Comme lui, nombreux sont ceux qui doutent d’une reprise le 7 janvier : “La difficulté désormais est que le 7 janvier n'offre toujours pas une garantie de reprise quand bien même cette échéance n'est pas assortie d'objectifs chiffrés cette fois-ci”, prévoit Alain Mercier qui dirige l’Opéra de Limoges. “Je pense qu’il n’y a aucune chance que nous rouvrions le 7 janvier, sauf si les manifestations et la colère exprimées poussent le gouvernement à faire un geste : si les conditions n’étaient pas réunies le 15 décembre, comment pourraient-elles l’être 15 jours après Noël et un déconfinement partiel ?”, s’interroge Matthieu Dussouillez, Directeur de l’Opéra de Nancy. Cette incertitude pèse sur la vie des maisons : “L’espoir qui a été donné au secteur de rouvrir le 15 décembre a été fauché, et on nous a de suite mis dans une situation similaire pour le 7 janvier : il faut qu’on travaille d’arrache-pied pendant 15 jours au moment des fêtes pour qu’on nous annonce quelques jours avant qu’on peut pas ouvrir parce qu’on est 10 jours après Noël et que beaucoup de gens se sont vus en famille”, poursuit Matthieu Dussouillez. “L’annonce du 7 janvier comme nouvelle échéance possible pour la réouverture de nos salles au public ne m’a pas parue très fiable : je ne vois pas comment la situation sanitaire pourrait être meilleure sept jours après le Nouvel An que 10 jours avant Noël. Le communiqué de Madame Bachelot m’a paru à ce titre plus réaliste et moins porteur de fausses espérances”, explique aussi Patrick Foll, Directeur du Théâtre de Caen.

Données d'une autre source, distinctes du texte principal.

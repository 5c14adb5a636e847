//! Configuration for Simple Service
//!
//! Loaded once at startup from a TOML file or from `SIMPLE_SERVICE_*`
//! environment variables, validated, then shared read-only behind an `Arc`.

use serde::{Deserialize, Serialize};

use crate::{Error, Result, DEFAULT_DIRECTORY_TIMEOUT_SECS, DEFAULT_REALM, DN_PLACEHOLDER};

#[derive(Debug, Clone, Default, Serialize, Deserialize)]
pub struct ServiceConfig {
    #[serde(default)]
    pub server: ServerConfig,

    #[serde(default)]
    pub ldap: LdapConfigSection,

    #[serde(default)]
    pub auth: AuthConfig,

    #[serde(default)]
    pub metrics: MetricsConfig,

    #[serde(default)]
    pub logging: LoggingConfig,
}

impl ServiceConfig {
    pub fn from_file(path: &str) -> Result<Self> {
        let content = std::fs::read_to_string(path)
            .map_err(|e| Error::Configuration(format!("Failed to read config: {}", e)))?;

        Self::from_toml(&content)
    }

    pub fn from_toml(content: &str) -> Result<Self> {
        toml::from_str(content)
            .map_err(|e| Error::Configuration(format!("Failed to parse config: {}", e)))
    }

    pub fn from_env() -> Result<Self> {
        Self::from_lookup(|key| std::env::var(key).ok())
    }

    /// Build a configuration from an arbitrary variable source.
    ///
    /// A variable that is set but does not parse is a configuration error.
    pub fn from_lookup<F>(lookup: F) -> Result<Self>
    where
        F: Fn(&str) -> Option<String>,
    {
        let mut config = Self::default();

        if let Some(addr) = lookup("SIMPLE_SERVICE_BIND_ADDRESS") {
            config.server.bind_address = addr;
        }
        if let Some(port) = lookup("SIMPLE_SERVICE_PORT") {
            config.server.port = parse_var("SIMPLE_SERVICE_PORT", &port)?;
        }

        // Directory
        if let Some(url) = lookup("SIMPLE_SERVICE_LDAP_URL") {
            config.ldap.url = Some(url);
        }
        if let Some(base) = lookup("SIMPLE_SERVICE_LDAP_BASE_DN") {
            config.ldap.base_dn = Some(base);
        }
        if let Some(dn) = lookup("SIMPLE_SERVICE_LDAP_MANAGER_DN") {
            config.ldap.manager_dn = Some(dn);
        }
        if let Some(password) = lookup("SIMPLE_SERVICE_LDAP_MANAGER_PASSWORD") {
            config.ldap.manager_password = Some(password);
        }
        if let Some(pattern) = lookup("SIMPLE_SERVICE_LDAP_USER_DN_PATTERN") {
            config.ldap.user_dn_pattern = Some(pattern);
        }
        if let Some(timeout) = lookup("SIMPLE_SERVICE_LDAP_TIMEOUT_SECS") {
            config.ldap.timeout_seconds =
                parse_var("SIMPLE_SERVICE_LDAP_TIMEOUT_SECS", &timeout)?;
        }
        if let Some(start_tls) = lookup("SIMPLE_SERVICE_LDAP_START_TLS") {
            config.ldap.start_tls = parse_flag("SIMPLE_SERVICE_LDAP_START_TLS", &start_tls)?;
        }
        if let Some(skip) = lookup("SIMPLE_SERVICE_LDAP_SKIP_TLS_VERIFY") {
            config.ldap.skip_tls_verify =
                parse_flag("SIMPLE_SERVICE_LDAP_SKIP_TLS_VERIFY", &skip)?;
        }

        if let Some(realm) = lookup("SIMPLE_SERVICE_AUTH_REALM") {
            config.auth.realm = realm;
        }
        if let Some(enabled) = lookup("SIMPLE_SERVICE_METRICS_ENABLED") {
            config.metrics.enabled = parse_flag("SIMPLE_SERVICE_METRICS_ENABLED", &enabled)?;
        }
        if let Some(level) = lookup("SIMPLE_SERVICE_LOG_LEVEL") {
            config.logging.level = level;
        }
        if let Some(format) = lookup("SIMPLE_SERVICE_LOG_FORMAT") {
            config.logging.format = format;
        }

        Ok(config)
    }

    /// Reject a configuration the service must not start with.
    pub fn validate(&self) -> Result<()> {
        self.ldap.validate()?;

        if self.auth.realm.contains('"') {
            return Err(Error::Configuration(
                "auth.realm must not contain double quotes".into(),
            ));
        }

        Ok(())
    }
}

#[derive(Debug, Clone, Serialize, Deserialize)]
pub struct ServerConfig {
    pub bind_address: String,
    pub port: u16,
}

impl Default for ServerConfig {
    fn default() -> Self {
        Self {
            bind_address: "0.0.0.0".to_string(),
            port: 8080,
        }
    }
}

impl ServerConfig {
    pub fn listen_address(&self) -> String {
        format!("{}:{}", self.bind_address, self.port)
    }
}

/// Directory connection settings
#[derive(Debug, Clone, Serialize, Deserialize)]
pub struct LdapConfigSection {
    /// Directory URL (ldap:// or ldaps://)
    #[serde(default)]
    pub url: Option<String>,

    /// Base DN appended to resolved user DNs
    #[serde(default)]
    pub base_dn: Option<String>,

    /// Manager DN used for connection checks
    #[serde(default)]
    pub manager_dn: Option<String>,

    #[serde(default)]
    pub manager_password: Option<String>,

    /// User DN pattern with a single {0} placeholder, e.g. "uid={0}"
    #[serde(default)]
    pub user_dn_pattern: Option<String>,

    #[serde(default)]
    pub start_tls: bool,

    /// Skip TLS certificate verification
    #[serde(default)]
    pub skip_tls_verify: bool,

    #[serde(default = "default_timeout")]
    pub timeout_seconds: u64,
}

fn default_timeout() -> u64 {
    DEFAULT_DIRECTORY_TIMEOUT_SECS
}

impl Default for LdapConfigSection {
    fn default() -> Self {
        Self {
            url: None,
            base_dn: None,
            manager_dn: None,
            manager_password: None,
            user_dn_pattern: None,
            start_tls: false,
            skip_tls_verify: false,
            timeout_seconds: default_timeout(),
        }
    }
}

impl LdapConfigSection {
    pub fn validate(&self) -> Result<()> {
        let url = required(&self.url, "ldap.url")?;
        if !url.starts_with("ldap://") && !url.starts_with("ldaps://") {
            return Err(Error::Configuration(
                "ldap.url must start with ldap:// or ldaps://".into(),
            ));
        }

        required(&self.base_dn, "ldap.base_dn")?;
        validate_dn_pattern(required(&self.user_dn_pattern, "ldap.user_dn_pattern")?)?;

        if self.manager_dn.is_some() && self.manager_password.is_none() {
            return Err(Error::Configuration(
                "ldap.manager_password is required when ldap.manager_dn is set".into(),
            ));
        }

        if self.timeout_seconds == 0 {
            return Err(Error::Configuration(
                "ldap.timeout_seconds must be greater than zero".into(),
            ));
        }

        Ok(())
    }
}

fn parse_var<T>(key: &str, value: &str) -> Result<T>
where
    T: std::str::FromStr,
    T::Err: std::fmt::Display,
{
    value
        .trim()
        .parse()
        .map_err(|e| Error::Configuration(format!("{}={:?}: {}", key, value, e)))
}

fn parse_flag(key: &str, value: &str) -> Result<bool> {
    match value.trim().to_ascii_lowercase().as_str() {
        "true" | "1" | "yes" | "on" => Ok(true),
        "false" | "0" | "no" | "off" => Ok(false),
        _ => Err(Error::Configuration(format!(
            "{}={:?}: expected true or false",
            key, value
        ))),
    }
}

fn required<'a>(value: &'a Option<String>, key: &str) -> Result<&'a str> {
    match value.as_deref().map(str::trim) {
        Some(v) if !v.is_empty() => Ok(v),
        _ => Err(Error::Configuration(format!("{} is required", key))),
    }
}

/// Check that a user DN pattern carries exactly one `{0}` placeholder.
pub fn validate_dn_pattern(pattern: &str) -> Result<()> {
    match pattern.matches(DN_PLACEHOLDER).count() {
        1 => Ok(()),
        0 => Err(Error::Configuration(format!(
            "User DN pattern must contain the {} placeholder: {}",
            DN_PLACEHOLDER, pattern
        ))),
        _ => Err(Error::Configuration(format!(
            "User DN pattern must contain exactly one {} placeholder: {}",
            DN_PLACEHOLDER, pattern
        ))),
    }
}

#[derive(Debug, Clone, Serialize, Deserialize)]
pub struct AuthConfig {
    /// Realm announced in WWW-Authenticate challenges
    pub realm: String,
}

impl Default for AuthConfig {
    fn default() -> Self {
        Self {
            realm: DEFAULT_REALM.to_string(),
        }
    }
}

#[derive(Debug, Clone, Serialize, Deserialize)]
pub struct MetricsConfig {
    /// Expose Prometheus metrics at /metrics
    pub enabled: bool,
}

impl Default for MetricsConfig {
    fn default() -> Self {
        Self { enabled: true }
    }
}

#[derive(Debug, Clone, Serialize, Deserialize)]
pub struct LoggingConfig {
    pub level: String,
    /// "pretty" or "json"
    pub format: String,
}

impl Default for LoggingConfig {
    fn default() -> Self {
        Self {
            level: "info".to_string(),
            format: "pretty".to_string(),
        }
    }
}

Loïc Lachenal, à la tête de l’Opéra de Rouen et des Forces musicales, doute même d’une reprise au 20 janvier : “Concrètement, il s’agit à nouveau de trouver des solutions pour notre production de Pelléas et Mélisande qui pourrait être menacée si nous n’avons pas l’assurance de pouvoir rouvrir au 20 janvier. Les premiers jours de montage technique et de répétition sont prévus pour la semaine prochaine”. Finalement, Alexander Neef conclut doctement : “Il a été indiqué très clairement que le 7 janvier était une date de revoyure et pas une date de réouverture. Nous partageons tous une inquiétude sur l’évolution épidémique dans les 10 jours après Noël : nous y serons attentifs, et cela nous donnera les indications les plus sûres concernant la poursuite de notre activité”.
Au-delà de la date de réouverture, ses modalités interrogent. Ainsi, Alain Mercier s’inquiète-t-il des horaires : “L'autre difficulté est le nouvel horaire du couvre-feu à 20h qui, s'il devait être maintenu ultérieurement, même avec des théâtres ouverts, nous condamnerait irrémédiablement pour les représentations en soirée en particulier pour le lyrique. Ce serait une situation très pernicieuse : on vous autorise à rouvrir mais on vous donne des contraintes horaires qui sont impraticables”. Michel Franck, Directeur du Théâtre des Champs-Élysées, s’interroge quant à lui sur les jauges autorisées : “Au-delà de la date de réouverture, nous sommes inquiets des conditions. Si les mesures de distanciation, et donc les jauges réduites, sont maintenues jusqu’en juin, cela va poser des problèmes financiers : en demi-jauge, nous avons des demi-recettes mais des coûts intégraux. Il faudra alors voir quelles seront les mesures de compensation”.
Finalement, l’incompréhension demeure très forte : “L’impact devient surtout psychique. Nous maintenons notre activité, tout est enregistré pour être diffusé, mais il est difficile de comprendre comment des artistes démasqués, testés et sains depuis plusieurs semaines ne peuvent pas jouer devant des spectateurs masqués, distanciés et responsables”, s’interroge Olivier Mantei. Philippe Bellot complète : “Le gouvernement fait face à une situation jamais vécue : il ne fait ni mieux ni pire que les autres gouvernements européens. Évidemment nous ne comprenons pas pourquoi les opéras sont moins sûrs que des trains ou des métros qui débordent alors que nous avons pris toutes les dispositions sanitaires recommandées par nos tutelles”.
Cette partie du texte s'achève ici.